For the surrogate, no — it resolves after delivery, confirmed by follow-up labs. (A history does raise the odds of ICP in a future pregnancy, which is the link back to the matching question above.)
The bottom line
ICP can sound frightening, especially when it touches a pregnancy you have waited a long time for. But it is common, well-characterized, and managed along a path obstetricians know well: confirm it with a blood test, monitor closely, relieve the symptoms, and plan a well-timed delivery. The long-term risk to the surrogate is low, most cases sit below the highest-risk band, and the outcome that gets the most attention is precisely the one the whole plan is designed to prevent.
Whether you are weighing a match or navigating a diagnosis, the goal is the same: to make decisions from clear information rather than from worry. The questions above are a good place to start that conversation with your care team.
This article is for educational purposes and does not replace medical advice from the surrogate's obstetrician or maternal-fetal medicine specialist.
References
- Society for Maternal-Fetal Medicine; Lee RH, Greenberg M, Metz TD, Pettker CM. SMFM Consult Series #53: Intrahepatic Cholestasis of Pregnancy. American Journal of Obstetrics & Gynecology. 2021;224(2):B2–B9.
- StatPearls. Pregnancy Intrahepatic Cholestasis. NCBI Bookshelf.
- American College of Obstetricians and Gynecologists. Committee Opinion No. 831: Medically Indicated Late-Preterm and Early-Term Deliveries. Obstetrics & Gynecology. 2021;138(1):e35–e39.
- Girling J, Knight CL, Chappell L. Intrahepatic Cholestasis of Pregnancy (Green-top Guideline No. 43). BJOG. 2022;129(13):e95–e114.
- Ovadia C, Seed PT, Sklavounos A, et al. Association of adverse perinatal outcomes of intrahepatic cholestasis of pregnancy with biochemical markers: results of aggregate and individual patient data meta-analyses. The Lancet. 2019;393(10174):899–909.
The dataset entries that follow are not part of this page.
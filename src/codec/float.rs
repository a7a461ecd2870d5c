//! FLOAT64 column codec: SAME / GORILLA+ZSTD / PLAIN (spec.md §4.A).

use crate::codec::gorilla::{GorillaDecoder, GorillaEncoder};
use crate::codec::{FLOAT_GORILLA_ZSTD, FLOAT_PLAIN, FLOAT_SAME, ZSTD_LEVEL};
use crate::error::CodecError;
use byteorder::{LittleEndian, ReadBytesExt, WriteBytesExt};

pub fn encode_block(values: &[f64]) -> Result<Vec<u8>, CodecError> {
    debug_assert!(!values.is_empty());

    let first = values[0];
    if values.iter().all(|&v| v == first) {
        let mut out = vec![FLOAT_SAME];
        out.write_f64::<LittleEndian>(first).unwrap();
        return Ok(out);
    }

    let mut enc = GorillaEncoder::new();
    let mut ok = true;
    for &v in values {
        if enc.write(v).is_err() {
            ok = false;
            break;
        }
    }

    if ok {
        let gorilla_bytes = enc.into_bytes();
        let compressed = zstd::stream::encode_all(gorilla_bytes.as_slice(), ZSTD_LEVEL)
            .map_err(CodecError::Zstd)?;
        if compressed.len() + 1 < values.len() * 8 {
            let mut out = Vec::with_capacity(1 + compressed.len());
            out.push(FLOAT_GORILLA_ZSTD);
            out.extend_from_slice(&compressed);
            return Ok(out);
        }
    }

    let mut out = Vec::with_capacity(1 + values.len() * 8);
    out.push(FLOAT_PLAIN);
    for &v in values {
        out.write_f64::<LittleEndian>(v).unwrap();
    }
    Ok(out)
}

pub fn decode_block(block: &[u8], count: usize) -> Result<Vec<f64>, CodecError> {
    let (&tag, rest) = block.split_first().ok_or(CodecError::Truncated)?;

    match tag {
        FLOAT_SAME => {
            let v = (&rest[..8]).read_f64::<LittleEndian>().map_err(|_| CodecError::Truncated)?;
            Ok(vec![v; count])
        }
        FLOAT_GORILLA_ZSTD => {
            let gorilla_bytes = zstd::stream::decode_all(rest).map_err(CodecError::Zstd)?;
            let mut dec = GorillaDecoder::new(&gorilla_bytes);
            let mut out = Vec::with_capacity(count);
            for _ in 0..count {
                out.push(dec.next()?);
            }
            Ok(out)
        }
        FLOAT_PLAIN => {
            if rest.len() != count * 8 {
                return Err(CodecError::LengthMismatch {
                    expected: count * 8,
                    actual: rest.len(),
                });
            }
            let mut out = Vec::with_capacity(count);
            let mut cursor = rest;
            for _ in 0..count {
                out.push(cursor.read_f64::<LittleEndian>().unwrap());
            }
            Ok(out)
        }
        other => Err(CodecError::UnknownTag(other)),
    }
}

#[cfg(test)]
mod tests {
    use super::*;

    fn round_trip(values: &[f64]) -> Vec<f64> {
        let block = encode_block(values).unwrap();
        decode_block(&block, values.len()).unwrap()
    }

    #[test]
    fn same_path() {
        let values = vec![3.5f64; 2000];
        let block = encode_block(&values).unwrap();
        assert_eq!(block[0], FLOAT_SAME);
        assert_eq!(round_trip(&values), values);
    }

    #[test]
    fn gorilla_path_for_varying_values() {
        let values: Vec<f64> = (0..2000).map(|i| (i as f64).sin()).collect();
        let block = encode_block(&values).unwrap();
        assert_eq!(block[0], FLOAT_GORILLA_ZSTD);
        assert_eq!(round_trip(&values), values);
    }

    #[test]
    fn plain_fallback_for_incompressible_bits() {
        let values: Vec<f64> = (0..2000).map(|i| f64::from_bits((i as u64) * 0x9E3779B97F4A7C15)).collect();
        assert_eq!(round_trip(&values), values);
    }
}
- Chappell LC, Bell JL, Smith A, et al. Ursodeoxycholic acid versus placebo in women with intrahepatic cholestasis of pregnancy (PITCHES): a randomised controlled trial. The Lancet. 2019;394(10201):849–860.
- Sarker M, Ramirez Zamudio A, DeBolt C, Ferrara L. Beyond stillbirth: association of intrahepatic cholestasis of pregnancy severity and adverse outcomes. American Journal of Obstetrics & Gynecology. 2022;227(3):517.e1–517.e7.
- Rosenberg HM, Sarker MR, Ramos GA, Bianco A, Ferrara L, DeBolt CA. Intrahepatic Cholestasis of Pregnancy Recurrence in a Subsequent Pregnancy. Obstetrics & Gynecology. 2026;147(2):239–241.